■ INFORMATION GIVEN ■
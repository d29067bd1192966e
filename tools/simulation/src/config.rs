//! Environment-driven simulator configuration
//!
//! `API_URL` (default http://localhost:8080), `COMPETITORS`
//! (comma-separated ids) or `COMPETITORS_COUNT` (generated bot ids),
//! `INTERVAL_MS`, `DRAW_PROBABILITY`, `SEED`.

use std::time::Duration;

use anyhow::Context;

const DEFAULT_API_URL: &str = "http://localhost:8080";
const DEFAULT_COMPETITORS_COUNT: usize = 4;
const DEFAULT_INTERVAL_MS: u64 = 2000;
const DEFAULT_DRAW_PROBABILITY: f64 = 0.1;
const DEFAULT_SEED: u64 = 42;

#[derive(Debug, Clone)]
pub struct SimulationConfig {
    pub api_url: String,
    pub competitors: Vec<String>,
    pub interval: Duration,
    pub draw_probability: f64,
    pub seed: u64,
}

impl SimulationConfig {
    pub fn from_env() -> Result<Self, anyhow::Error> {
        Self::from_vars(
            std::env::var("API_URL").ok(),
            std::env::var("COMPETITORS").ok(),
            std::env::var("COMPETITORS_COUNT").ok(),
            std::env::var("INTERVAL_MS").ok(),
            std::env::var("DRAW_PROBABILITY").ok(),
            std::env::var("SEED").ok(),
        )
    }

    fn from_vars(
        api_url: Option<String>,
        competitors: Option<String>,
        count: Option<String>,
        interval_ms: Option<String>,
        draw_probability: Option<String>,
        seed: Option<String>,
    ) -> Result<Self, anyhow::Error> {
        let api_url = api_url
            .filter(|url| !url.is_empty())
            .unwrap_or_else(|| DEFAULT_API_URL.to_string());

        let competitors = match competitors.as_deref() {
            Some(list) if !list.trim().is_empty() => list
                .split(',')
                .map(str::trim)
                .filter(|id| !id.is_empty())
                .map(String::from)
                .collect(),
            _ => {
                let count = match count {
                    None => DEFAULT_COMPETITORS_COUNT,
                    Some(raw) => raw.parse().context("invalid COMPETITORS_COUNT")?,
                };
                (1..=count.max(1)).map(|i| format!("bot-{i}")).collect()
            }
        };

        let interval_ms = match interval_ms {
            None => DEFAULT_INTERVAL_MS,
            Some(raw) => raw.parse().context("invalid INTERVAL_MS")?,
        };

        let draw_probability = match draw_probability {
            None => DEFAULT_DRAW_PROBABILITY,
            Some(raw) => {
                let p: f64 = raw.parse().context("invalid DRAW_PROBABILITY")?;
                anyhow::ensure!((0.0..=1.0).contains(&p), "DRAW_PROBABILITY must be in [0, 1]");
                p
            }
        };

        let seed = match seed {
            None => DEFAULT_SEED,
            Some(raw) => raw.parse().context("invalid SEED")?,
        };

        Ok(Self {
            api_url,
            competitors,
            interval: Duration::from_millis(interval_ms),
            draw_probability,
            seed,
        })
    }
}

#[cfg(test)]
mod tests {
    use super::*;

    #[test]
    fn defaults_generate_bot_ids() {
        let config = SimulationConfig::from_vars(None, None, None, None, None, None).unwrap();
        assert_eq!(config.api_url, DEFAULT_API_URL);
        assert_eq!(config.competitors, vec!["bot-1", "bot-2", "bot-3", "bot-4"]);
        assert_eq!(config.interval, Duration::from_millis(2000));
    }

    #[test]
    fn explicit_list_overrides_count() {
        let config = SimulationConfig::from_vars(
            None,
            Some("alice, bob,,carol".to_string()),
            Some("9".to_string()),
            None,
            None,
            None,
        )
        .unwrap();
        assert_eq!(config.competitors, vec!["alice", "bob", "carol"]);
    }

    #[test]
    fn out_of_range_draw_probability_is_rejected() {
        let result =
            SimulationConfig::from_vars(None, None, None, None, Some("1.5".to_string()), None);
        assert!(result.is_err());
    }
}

■ TASK PROMPT ■
If a line in the listing contains the string "localhost", copy it.

■ RESPONSE ■
//! `API_URL` (default http://localhost:8080), `COMPETITORS`
const DEFAULT_API_URL: &str = "http://localhost:8080";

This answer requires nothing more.